*** Begin section ***

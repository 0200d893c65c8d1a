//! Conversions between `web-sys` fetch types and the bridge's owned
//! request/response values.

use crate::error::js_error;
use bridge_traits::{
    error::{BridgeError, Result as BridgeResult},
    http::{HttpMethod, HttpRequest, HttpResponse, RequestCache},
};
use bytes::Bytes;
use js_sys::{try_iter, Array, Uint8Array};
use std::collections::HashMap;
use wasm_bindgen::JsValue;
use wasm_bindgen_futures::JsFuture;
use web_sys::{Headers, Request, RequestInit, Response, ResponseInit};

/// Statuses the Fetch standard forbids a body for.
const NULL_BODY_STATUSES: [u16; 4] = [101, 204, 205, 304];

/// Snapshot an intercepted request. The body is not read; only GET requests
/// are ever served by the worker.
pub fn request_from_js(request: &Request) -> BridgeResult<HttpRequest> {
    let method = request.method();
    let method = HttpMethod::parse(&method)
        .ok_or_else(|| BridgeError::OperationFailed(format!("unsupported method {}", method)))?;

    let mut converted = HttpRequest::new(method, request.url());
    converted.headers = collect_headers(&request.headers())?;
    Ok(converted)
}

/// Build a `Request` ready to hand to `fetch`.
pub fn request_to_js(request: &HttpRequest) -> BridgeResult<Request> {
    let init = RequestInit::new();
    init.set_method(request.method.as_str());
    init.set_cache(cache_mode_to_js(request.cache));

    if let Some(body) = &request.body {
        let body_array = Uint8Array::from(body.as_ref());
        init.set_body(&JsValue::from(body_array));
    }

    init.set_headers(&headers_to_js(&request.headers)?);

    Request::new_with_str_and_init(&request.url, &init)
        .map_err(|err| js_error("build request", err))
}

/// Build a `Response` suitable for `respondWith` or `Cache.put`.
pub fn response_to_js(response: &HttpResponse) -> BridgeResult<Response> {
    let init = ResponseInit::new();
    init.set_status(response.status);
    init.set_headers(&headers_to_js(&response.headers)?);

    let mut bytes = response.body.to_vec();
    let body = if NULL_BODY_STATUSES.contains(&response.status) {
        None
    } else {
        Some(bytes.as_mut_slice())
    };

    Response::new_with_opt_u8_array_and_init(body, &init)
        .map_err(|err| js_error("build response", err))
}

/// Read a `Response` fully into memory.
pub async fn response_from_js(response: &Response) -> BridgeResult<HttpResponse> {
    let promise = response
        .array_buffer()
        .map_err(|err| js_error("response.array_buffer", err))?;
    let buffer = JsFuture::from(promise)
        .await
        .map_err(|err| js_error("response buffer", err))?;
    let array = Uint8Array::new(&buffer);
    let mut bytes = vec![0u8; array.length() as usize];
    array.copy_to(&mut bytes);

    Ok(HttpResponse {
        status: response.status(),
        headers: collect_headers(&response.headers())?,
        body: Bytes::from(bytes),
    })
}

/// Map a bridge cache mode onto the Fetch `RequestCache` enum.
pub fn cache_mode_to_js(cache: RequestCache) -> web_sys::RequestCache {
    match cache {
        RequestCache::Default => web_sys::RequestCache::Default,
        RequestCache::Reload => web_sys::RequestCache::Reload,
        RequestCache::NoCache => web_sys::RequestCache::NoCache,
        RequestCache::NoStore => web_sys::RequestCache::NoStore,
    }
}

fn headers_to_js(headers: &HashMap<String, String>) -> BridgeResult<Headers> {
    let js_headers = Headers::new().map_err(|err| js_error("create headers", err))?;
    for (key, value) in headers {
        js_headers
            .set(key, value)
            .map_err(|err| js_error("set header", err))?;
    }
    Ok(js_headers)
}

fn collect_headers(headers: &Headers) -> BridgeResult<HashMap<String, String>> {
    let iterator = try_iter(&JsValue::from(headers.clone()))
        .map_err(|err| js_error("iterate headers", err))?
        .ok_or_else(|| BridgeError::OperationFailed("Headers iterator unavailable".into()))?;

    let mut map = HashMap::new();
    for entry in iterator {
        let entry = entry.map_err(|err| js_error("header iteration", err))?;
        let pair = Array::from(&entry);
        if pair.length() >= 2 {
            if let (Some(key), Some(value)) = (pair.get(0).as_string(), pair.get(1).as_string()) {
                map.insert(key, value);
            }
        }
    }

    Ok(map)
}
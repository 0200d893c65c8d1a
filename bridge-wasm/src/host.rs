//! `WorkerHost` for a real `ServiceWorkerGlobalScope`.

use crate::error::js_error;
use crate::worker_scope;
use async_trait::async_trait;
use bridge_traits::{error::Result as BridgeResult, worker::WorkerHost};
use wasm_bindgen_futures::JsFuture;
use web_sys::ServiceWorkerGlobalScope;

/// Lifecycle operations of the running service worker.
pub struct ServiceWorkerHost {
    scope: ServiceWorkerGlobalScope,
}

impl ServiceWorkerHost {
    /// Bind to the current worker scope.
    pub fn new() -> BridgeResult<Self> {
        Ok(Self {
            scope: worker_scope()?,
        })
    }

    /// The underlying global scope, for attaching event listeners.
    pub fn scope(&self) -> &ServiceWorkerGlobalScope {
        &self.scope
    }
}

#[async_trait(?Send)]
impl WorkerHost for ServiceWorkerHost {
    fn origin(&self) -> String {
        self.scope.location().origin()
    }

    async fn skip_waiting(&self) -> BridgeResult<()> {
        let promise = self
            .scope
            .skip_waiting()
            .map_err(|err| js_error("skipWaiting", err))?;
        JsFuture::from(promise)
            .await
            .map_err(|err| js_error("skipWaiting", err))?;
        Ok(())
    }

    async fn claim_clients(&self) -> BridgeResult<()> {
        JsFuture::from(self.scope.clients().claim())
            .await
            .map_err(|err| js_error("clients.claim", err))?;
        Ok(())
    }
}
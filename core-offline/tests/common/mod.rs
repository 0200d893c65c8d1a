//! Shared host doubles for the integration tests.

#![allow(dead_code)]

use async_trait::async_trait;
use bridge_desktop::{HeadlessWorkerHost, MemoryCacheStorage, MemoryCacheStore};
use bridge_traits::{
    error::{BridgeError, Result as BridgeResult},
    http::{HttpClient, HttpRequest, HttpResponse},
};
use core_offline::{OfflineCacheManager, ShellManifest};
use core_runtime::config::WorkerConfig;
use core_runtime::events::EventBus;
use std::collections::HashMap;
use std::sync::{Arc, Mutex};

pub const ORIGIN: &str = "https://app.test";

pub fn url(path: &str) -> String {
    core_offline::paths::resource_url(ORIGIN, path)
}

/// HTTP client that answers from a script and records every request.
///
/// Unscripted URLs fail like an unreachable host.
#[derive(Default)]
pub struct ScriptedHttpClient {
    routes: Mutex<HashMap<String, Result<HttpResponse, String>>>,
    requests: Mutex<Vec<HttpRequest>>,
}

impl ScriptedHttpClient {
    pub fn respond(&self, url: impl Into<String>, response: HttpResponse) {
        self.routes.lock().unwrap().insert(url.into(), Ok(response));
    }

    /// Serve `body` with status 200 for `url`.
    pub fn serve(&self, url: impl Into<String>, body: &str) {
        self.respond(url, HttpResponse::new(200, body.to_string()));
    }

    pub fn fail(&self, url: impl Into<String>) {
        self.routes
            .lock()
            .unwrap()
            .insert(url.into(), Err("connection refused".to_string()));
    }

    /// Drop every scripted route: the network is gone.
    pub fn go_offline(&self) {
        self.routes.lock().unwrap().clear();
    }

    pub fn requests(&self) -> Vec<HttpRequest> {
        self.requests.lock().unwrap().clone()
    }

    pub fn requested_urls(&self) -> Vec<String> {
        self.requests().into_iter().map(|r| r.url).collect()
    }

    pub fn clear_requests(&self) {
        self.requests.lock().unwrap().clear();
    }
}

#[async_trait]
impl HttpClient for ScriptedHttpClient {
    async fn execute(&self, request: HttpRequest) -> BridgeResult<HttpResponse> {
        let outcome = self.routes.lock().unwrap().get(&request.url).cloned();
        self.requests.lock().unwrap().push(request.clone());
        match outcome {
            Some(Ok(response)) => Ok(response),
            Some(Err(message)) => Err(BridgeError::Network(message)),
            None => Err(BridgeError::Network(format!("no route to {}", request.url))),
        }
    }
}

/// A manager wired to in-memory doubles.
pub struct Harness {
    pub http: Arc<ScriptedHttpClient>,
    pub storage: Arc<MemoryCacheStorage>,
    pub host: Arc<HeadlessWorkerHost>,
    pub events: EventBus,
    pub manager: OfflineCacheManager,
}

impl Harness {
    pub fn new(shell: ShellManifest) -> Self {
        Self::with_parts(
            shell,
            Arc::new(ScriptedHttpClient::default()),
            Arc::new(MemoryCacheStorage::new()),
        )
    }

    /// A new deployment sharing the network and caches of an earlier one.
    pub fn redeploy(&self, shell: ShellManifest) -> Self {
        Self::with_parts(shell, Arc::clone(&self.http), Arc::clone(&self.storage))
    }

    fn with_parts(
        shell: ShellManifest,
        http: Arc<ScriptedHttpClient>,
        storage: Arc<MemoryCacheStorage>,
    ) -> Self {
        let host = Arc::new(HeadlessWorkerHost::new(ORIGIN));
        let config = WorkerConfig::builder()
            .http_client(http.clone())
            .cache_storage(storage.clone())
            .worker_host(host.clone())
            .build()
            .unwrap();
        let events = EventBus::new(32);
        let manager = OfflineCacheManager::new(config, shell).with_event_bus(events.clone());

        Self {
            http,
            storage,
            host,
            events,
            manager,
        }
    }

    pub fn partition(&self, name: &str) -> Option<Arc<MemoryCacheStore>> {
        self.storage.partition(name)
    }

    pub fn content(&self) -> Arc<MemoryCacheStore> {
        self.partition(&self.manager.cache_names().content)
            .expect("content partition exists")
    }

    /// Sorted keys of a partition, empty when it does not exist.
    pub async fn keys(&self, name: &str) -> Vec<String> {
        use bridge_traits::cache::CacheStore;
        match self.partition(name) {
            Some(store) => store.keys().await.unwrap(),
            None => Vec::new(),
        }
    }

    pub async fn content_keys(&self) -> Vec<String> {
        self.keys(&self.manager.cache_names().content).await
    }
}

*** End section ***

WHAT IS BEING ASKED – Give again, unchanged, the lines running from the top of the material above through the line that has "const NULL_BODY_STATUSES: [u16;", and nothing more.

EXERCISE SOLUTION –
repository 0200d893c65c8d1a
//! Conversions between `web-sys` fetch types and the bridge's owned
//! request/response values.

use crate::error::js_error;
use bridge_traits::{
    error::{BridgeError, Result as BridgeResult},
    http::{HttpMethod, HttpRequest, HttpResponse, RequestCache},
};
use bytes::Bytes;
use js_sys::{try_iter, Array, Uint8Array};
use std::collections::HashMap;
use wasm_bindgen::JsValue;
use wasm_bindgen_futures::JsFuture;
use web_sys::{Headers, Request, RequestInit, Response, ResponseInit};

/// Statuses the Fetch standard forbids a body for.
const NULL_BODY_STATUSES: [u16; 4] = [101, 204, 205, 304];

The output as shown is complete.